Synthesis and characterization of an amphiphilic methoxy poly(l-lactide)-block-poly(glycidylmethacrylate) copolymer as a drug nanocarrier

Abstract

Present research is a preliminary report on the amphiphilic diblock copolymer (mPLA-b-PGMA) comprising hydrophobic methoxy poly(L-lactide) (mPLA) and hydrophilic poly(glycidyl methacrylate) (PGMA) segments was used as a promising drug carrier. Diblock copolymer was synthesized via ring opening polymerization (ROP) and atom transfer radical polymerization (ATRP) methods.

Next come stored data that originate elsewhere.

use serde::{Deserialize, Serialize};

#[derive(Clone, Copy, Debug, PartialEq, Eq, Hash, PartialOrd, Ord, Serialize, Deserialize)]
#[serde(rename_all = "snake_case")]
pub enum Product {
    Education,
    BurialCapital,
    Endowment,
    Borrower,
}

impl Product {
    pub const ALL: [Product; 4] =
        [Product::Education, Product::BurialCapital, Product::Endowment, Product::Borrower];

    /// Stable identifier used in recap records, audit metadata and file names.
    pub fn id(&self) -> &'static str {
        match self {
            Self::Education => "assur_education",
            Self::BurialCapital => "ibekelia",
            Self::Endowment => "fer_plus",
            Self::Borrower => "emprunteur",
        }
    }

    pub fn display_name(&self) -> &'static str {
        match self {
            Self::Education => "Assur'Education",
            Self::BurialCapital => "IBEKELIA",
            Self::Endowment => "FER+",
            Self::Borrower => "Emprunteur",
        }
    }

    /// Whether the product's rate table is keyed by age.
    pub fn is_age_rated(&self) -> bool {
        !matches!(self, Self::Endowment)
    }
}

impl std::fmt::Display for Product {
    fn fmt(&self, f: &mut std::fmt::Formatter<'_>) -> std::fmt::Result {
        f.write_str(self.id())
    }
}

#[cfg(test)]
mod tests {
    use super::Product;

    #[test]
    fn product_ids_are_unique() {
        let mut ids: Vec<_> = Product::ALL.iter().map(Product::id).collect();
        ids.sort_unstable();
        ids.dedup();
        assert_eq!(ids.len(), Product::ALL.len());
    }

    #[test]
    fn only_endowment_is_not_age_rated() {
        assert!(Product::Education.is_age_rated());
        assert!(Product::Borrower.is_age_rated());
        assert!(!Product::Endowment.is_age_rated());
    }
}
use chrono::{Datelike, Utc};

/// Source of the current year used to turn a birth year into an age.
pub trait Clock: Send + Sync {
    fn current_year(&self) -> i32;
}

#[derive(Clone, Copy, Debug, Default)]
pub struct SystemClock;

impl Clock for SystemClock {
    fn current_year(&self) -> i32 {
        Utc::now().year()
    }
}

/// Pins the current year, for reproducible quotes and tests.
#[derive(Clone, Copy, Debug, PartialEq, Eq)]
pub struct FixedYear(pub i32);

impl Clock for FixedYear {
    fn current_year(&self) -> i32 {
        self.0
    }
}

#[cfg(test)]
mod tests {
    use super::{Clock, FixedYear, SystemClock};

    #[test]
    fn fixed_year_is_stable() {
        assert_eq!(FixedYear(2025).current_year(), 2025);
    }

    #[test]
    fn system_clock_is_after_epoch_of_the_tables() {
        assert!(SystemClock.current_year() >= 2025);
    }
}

Methanol first initiated ROP of L-lactide in the presence of tin(II)bis(2-ethylhexanoate) (Sn(oct)2) as a catalyst. The resulting monohydroxyl-terminated polylactic acid (mPLA) was subsequently converted to a bromine-ended macroinitiator (mPLA-Br) by esterification with 2-bromisobutyryl bromide. The copolymer mPLA-b-PGMA was synthesized in a subsequent ATRP of GMA. The obtained polymers were characterized by means of 1H NMR, FTIR, DSC and TGA. The copolymer mPLA-b-PGMA self-assembled into nanoscale micelles in aqueous solutions, as investigated by transmission electron microscopy (TEM) and dynamic light scattering (DLS). The TEM image of polymeric micelles showed that the micelles were spherical in shape and that their diameters were in the range of 80-140 nm. Then by using the naproxen as a hydrophobic model drug, the drug-loaded micelles with 81.18 % loading efficiency and 16.24 % loading capacity were prepared. Moreover, in vitro release study of naproxen was performed using dialysis bag in phosphate-buffered solution at 37°C and pH at 7.4. Accordingly, these polymeric micelles may provide as an effective drug carrier for controlled drug release.